Could you find each line of the data below that contains the word "replacing" and copy those lines?
*** PROVIDED DATA Section Begins ***
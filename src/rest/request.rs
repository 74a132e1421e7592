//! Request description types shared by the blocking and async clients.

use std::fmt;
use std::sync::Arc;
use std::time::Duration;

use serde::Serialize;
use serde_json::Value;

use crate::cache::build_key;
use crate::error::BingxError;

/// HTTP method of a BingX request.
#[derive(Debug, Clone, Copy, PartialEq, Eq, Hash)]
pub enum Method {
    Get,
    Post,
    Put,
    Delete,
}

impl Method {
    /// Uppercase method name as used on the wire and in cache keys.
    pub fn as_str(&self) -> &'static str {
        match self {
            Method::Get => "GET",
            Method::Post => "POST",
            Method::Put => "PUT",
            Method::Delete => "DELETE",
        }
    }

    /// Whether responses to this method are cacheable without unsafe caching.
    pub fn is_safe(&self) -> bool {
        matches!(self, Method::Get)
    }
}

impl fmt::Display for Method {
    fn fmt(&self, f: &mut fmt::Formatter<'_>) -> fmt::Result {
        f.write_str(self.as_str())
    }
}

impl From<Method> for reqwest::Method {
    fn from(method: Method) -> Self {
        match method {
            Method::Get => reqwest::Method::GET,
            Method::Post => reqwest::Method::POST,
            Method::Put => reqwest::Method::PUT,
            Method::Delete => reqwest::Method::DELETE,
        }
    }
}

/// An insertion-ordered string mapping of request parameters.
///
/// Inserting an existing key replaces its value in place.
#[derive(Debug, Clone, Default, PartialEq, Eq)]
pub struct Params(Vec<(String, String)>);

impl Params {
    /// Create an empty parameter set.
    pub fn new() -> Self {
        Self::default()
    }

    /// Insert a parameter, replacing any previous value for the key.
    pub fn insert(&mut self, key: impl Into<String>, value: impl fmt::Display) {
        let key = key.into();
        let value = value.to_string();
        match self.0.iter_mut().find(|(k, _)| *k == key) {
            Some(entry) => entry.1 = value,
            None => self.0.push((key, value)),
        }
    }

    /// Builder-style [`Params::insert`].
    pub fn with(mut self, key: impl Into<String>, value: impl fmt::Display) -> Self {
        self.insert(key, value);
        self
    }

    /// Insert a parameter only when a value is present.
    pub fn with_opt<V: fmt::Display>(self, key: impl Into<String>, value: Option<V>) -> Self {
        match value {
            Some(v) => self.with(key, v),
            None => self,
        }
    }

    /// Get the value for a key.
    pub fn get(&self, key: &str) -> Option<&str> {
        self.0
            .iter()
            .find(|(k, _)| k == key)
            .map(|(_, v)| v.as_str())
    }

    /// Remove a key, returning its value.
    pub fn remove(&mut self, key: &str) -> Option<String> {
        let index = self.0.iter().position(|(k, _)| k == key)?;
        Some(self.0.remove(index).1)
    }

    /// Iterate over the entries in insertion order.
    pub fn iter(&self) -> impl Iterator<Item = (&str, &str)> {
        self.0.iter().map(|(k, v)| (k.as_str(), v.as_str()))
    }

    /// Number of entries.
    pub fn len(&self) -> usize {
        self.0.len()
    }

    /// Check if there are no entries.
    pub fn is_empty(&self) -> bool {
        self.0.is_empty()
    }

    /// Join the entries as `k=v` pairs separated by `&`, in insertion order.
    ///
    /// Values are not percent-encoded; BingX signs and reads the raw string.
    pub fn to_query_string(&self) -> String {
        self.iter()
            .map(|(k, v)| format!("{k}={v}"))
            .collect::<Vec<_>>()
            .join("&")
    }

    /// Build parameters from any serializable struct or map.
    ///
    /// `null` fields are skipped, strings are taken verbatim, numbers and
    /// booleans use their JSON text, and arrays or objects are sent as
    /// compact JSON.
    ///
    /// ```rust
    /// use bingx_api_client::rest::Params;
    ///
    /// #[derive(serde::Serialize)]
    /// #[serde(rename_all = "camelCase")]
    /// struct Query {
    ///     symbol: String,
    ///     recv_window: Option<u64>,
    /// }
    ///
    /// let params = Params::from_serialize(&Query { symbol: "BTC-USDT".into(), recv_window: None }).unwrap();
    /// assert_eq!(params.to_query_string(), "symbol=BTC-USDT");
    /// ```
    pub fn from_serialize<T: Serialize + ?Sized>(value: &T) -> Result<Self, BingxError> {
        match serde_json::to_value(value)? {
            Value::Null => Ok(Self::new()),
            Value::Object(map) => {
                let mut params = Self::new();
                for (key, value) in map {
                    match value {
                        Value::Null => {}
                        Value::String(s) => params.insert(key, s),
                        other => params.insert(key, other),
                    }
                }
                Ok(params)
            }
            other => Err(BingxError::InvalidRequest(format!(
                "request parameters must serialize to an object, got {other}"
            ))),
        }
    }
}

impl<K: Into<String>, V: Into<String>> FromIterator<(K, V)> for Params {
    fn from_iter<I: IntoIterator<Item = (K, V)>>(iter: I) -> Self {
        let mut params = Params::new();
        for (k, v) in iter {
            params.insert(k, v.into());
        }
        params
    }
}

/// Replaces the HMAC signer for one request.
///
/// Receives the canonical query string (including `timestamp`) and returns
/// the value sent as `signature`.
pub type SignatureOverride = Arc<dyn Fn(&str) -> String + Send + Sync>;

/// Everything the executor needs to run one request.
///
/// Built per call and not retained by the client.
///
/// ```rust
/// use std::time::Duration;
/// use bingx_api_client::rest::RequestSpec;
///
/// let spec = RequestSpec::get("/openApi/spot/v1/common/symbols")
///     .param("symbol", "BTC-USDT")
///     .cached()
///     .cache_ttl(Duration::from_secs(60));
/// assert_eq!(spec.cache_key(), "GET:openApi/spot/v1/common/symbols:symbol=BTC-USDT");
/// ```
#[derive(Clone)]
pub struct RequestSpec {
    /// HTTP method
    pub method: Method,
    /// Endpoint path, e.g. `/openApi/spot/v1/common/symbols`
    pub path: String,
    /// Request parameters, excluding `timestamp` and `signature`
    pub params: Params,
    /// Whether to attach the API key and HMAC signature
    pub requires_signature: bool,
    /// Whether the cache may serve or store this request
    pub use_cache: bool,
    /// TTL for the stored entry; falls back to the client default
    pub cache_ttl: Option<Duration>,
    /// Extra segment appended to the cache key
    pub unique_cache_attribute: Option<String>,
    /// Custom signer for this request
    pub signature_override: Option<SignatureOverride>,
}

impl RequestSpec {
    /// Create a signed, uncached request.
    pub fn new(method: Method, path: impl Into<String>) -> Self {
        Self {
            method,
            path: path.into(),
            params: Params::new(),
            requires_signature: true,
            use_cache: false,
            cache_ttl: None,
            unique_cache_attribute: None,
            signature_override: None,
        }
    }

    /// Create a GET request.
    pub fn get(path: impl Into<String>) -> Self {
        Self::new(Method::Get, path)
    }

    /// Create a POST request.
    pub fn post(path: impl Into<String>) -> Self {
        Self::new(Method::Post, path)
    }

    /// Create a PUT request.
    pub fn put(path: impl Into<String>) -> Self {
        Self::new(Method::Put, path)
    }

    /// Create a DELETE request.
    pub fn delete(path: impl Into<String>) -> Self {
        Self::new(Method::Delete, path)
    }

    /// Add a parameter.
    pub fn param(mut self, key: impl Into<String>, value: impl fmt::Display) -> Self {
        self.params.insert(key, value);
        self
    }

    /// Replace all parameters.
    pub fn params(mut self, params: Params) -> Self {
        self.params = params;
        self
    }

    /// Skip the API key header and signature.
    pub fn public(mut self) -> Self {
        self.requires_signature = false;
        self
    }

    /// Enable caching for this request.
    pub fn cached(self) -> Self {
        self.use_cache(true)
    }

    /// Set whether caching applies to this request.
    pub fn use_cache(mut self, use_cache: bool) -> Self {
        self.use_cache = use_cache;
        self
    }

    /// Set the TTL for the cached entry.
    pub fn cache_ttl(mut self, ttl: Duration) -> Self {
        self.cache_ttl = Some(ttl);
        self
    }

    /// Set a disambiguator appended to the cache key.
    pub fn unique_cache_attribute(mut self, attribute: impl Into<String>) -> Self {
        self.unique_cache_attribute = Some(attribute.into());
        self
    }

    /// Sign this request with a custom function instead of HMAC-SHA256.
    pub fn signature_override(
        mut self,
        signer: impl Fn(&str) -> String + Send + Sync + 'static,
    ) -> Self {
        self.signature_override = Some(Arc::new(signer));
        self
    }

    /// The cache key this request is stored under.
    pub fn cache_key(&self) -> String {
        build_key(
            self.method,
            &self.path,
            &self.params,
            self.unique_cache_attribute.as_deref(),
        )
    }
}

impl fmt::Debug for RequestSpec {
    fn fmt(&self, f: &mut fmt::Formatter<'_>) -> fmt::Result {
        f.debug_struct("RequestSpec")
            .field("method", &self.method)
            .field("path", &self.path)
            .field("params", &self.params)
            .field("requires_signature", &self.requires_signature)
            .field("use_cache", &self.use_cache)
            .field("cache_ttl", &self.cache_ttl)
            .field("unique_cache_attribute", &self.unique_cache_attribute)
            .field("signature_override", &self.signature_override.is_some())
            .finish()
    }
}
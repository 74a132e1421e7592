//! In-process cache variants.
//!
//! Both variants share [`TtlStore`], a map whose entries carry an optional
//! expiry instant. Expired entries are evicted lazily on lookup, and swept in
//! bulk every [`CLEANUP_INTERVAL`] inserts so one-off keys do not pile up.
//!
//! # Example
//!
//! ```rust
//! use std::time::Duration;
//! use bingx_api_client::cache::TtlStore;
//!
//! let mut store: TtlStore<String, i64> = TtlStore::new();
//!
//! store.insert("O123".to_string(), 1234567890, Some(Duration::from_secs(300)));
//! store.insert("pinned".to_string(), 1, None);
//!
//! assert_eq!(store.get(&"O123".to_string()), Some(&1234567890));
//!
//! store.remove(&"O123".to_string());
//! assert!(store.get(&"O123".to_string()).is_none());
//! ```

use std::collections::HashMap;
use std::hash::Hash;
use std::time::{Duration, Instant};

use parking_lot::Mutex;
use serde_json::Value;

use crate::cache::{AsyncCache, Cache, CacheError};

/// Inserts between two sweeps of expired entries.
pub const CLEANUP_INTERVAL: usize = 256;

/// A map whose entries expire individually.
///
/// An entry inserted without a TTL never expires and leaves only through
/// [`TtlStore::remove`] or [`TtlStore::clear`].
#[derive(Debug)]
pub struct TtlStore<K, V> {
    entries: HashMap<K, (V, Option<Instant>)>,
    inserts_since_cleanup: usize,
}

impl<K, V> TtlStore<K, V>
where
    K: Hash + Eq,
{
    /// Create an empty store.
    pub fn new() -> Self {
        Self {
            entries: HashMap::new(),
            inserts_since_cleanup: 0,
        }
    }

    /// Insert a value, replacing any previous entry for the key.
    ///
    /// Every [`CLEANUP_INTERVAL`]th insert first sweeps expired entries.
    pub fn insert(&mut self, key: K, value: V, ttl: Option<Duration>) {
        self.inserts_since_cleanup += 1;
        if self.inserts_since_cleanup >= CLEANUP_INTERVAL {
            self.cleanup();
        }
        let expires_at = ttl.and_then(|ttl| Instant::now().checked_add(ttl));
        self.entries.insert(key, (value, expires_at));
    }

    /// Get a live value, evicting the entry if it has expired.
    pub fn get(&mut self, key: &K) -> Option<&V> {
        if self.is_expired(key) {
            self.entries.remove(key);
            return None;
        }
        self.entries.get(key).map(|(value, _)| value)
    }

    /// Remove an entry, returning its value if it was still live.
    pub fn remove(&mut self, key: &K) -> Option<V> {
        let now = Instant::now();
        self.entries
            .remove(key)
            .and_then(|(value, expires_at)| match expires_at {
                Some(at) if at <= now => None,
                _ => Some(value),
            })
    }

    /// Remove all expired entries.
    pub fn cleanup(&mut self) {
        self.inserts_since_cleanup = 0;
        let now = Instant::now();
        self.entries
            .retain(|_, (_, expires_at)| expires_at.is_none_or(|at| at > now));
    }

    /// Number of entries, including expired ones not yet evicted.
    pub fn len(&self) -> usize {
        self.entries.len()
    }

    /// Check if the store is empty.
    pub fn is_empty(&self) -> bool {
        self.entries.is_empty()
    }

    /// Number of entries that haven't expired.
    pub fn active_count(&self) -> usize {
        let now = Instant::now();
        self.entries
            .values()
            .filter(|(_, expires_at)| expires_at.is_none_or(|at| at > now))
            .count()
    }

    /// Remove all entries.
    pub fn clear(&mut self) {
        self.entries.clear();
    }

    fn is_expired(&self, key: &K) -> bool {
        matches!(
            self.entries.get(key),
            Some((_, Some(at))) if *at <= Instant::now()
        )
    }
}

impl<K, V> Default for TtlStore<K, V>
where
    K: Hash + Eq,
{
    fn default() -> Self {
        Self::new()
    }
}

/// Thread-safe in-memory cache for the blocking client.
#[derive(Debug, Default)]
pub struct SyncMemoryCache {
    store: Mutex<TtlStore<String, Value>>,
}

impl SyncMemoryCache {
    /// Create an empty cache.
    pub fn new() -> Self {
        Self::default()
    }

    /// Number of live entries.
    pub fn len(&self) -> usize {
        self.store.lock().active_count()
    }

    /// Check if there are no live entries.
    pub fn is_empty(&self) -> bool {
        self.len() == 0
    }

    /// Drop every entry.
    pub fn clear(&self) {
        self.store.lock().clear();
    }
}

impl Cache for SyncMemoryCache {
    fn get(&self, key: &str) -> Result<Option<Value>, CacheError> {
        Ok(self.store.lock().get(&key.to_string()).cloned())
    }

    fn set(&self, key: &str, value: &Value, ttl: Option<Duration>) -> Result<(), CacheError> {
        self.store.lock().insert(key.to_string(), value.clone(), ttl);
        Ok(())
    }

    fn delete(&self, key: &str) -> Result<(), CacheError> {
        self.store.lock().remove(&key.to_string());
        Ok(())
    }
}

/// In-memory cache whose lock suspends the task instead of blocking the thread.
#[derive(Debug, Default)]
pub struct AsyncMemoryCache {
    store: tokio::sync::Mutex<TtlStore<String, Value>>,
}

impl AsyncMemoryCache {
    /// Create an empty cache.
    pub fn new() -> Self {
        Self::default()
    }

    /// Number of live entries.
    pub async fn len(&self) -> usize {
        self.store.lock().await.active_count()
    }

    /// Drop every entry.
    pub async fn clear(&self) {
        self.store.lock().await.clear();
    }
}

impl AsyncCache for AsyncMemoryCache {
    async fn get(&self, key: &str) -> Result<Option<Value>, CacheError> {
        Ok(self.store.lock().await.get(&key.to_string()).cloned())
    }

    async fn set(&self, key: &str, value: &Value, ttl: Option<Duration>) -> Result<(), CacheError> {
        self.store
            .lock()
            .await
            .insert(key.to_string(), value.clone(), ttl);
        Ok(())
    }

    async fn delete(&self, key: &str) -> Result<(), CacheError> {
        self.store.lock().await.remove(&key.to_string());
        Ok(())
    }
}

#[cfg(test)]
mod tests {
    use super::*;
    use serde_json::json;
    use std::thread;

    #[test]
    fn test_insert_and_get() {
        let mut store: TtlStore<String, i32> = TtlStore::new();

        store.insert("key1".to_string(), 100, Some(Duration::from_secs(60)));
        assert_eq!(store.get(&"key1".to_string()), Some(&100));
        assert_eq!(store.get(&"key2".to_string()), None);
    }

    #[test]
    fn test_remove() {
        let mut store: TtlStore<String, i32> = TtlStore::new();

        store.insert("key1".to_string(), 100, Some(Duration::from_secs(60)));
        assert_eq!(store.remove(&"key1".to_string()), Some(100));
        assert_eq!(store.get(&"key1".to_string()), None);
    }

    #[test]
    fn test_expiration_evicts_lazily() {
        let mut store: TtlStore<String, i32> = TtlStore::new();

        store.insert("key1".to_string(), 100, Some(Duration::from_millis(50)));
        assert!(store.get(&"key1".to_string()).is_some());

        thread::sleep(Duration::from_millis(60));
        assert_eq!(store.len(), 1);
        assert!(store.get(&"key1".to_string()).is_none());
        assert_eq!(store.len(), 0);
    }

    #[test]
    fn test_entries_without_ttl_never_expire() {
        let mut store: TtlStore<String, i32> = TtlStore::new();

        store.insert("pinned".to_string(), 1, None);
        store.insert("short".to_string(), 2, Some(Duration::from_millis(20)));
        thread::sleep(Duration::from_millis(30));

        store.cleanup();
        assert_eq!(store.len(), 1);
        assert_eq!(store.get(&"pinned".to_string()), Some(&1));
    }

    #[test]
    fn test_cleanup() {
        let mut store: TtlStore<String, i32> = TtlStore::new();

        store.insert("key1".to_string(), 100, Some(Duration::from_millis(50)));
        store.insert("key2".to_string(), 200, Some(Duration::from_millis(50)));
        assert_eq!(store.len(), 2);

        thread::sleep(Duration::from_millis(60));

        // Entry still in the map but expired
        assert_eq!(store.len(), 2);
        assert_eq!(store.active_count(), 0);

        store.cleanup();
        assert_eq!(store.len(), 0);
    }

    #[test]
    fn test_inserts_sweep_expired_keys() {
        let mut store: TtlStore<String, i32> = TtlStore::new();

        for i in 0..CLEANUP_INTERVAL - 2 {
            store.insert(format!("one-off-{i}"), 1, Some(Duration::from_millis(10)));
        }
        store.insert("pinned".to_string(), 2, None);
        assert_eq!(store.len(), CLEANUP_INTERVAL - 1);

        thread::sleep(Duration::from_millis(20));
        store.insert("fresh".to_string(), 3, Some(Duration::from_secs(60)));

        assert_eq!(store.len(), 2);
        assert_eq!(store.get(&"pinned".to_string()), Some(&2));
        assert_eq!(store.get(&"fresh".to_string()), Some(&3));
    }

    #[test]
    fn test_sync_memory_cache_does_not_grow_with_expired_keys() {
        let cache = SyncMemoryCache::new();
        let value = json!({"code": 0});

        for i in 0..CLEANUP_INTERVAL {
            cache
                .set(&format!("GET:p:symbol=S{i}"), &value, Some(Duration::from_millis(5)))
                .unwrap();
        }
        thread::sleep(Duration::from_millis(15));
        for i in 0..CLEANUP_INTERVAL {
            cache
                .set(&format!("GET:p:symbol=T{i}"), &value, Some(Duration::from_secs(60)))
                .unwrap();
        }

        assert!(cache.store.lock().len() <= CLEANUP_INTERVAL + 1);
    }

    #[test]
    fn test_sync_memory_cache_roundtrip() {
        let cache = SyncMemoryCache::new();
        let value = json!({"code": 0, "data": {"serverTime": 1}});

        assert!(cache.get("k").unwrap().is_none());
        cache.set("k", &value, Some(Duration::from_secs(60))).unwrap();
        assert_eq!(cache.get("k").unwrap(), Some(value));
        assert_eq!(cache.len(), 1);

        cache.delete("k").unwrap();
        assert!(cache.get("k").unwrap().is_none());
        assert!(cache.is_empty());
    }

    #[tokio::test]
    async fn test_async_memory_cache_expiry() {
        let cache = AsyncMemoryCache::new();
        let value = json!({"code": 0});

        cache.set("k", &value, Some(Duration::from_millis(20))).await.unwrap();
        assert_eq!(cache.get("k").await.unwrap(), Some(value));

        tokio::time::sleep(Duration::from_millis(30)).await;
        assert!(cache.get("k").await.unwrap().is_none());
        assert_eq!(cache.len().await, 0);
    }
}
*** PROVIDED DATA Section Ends ***
■ **WRITTEN REPLY**:
    /// Insert a parameter, replacing any previous value for the key.
    /// Insert a value, replacing any previous entry for the key.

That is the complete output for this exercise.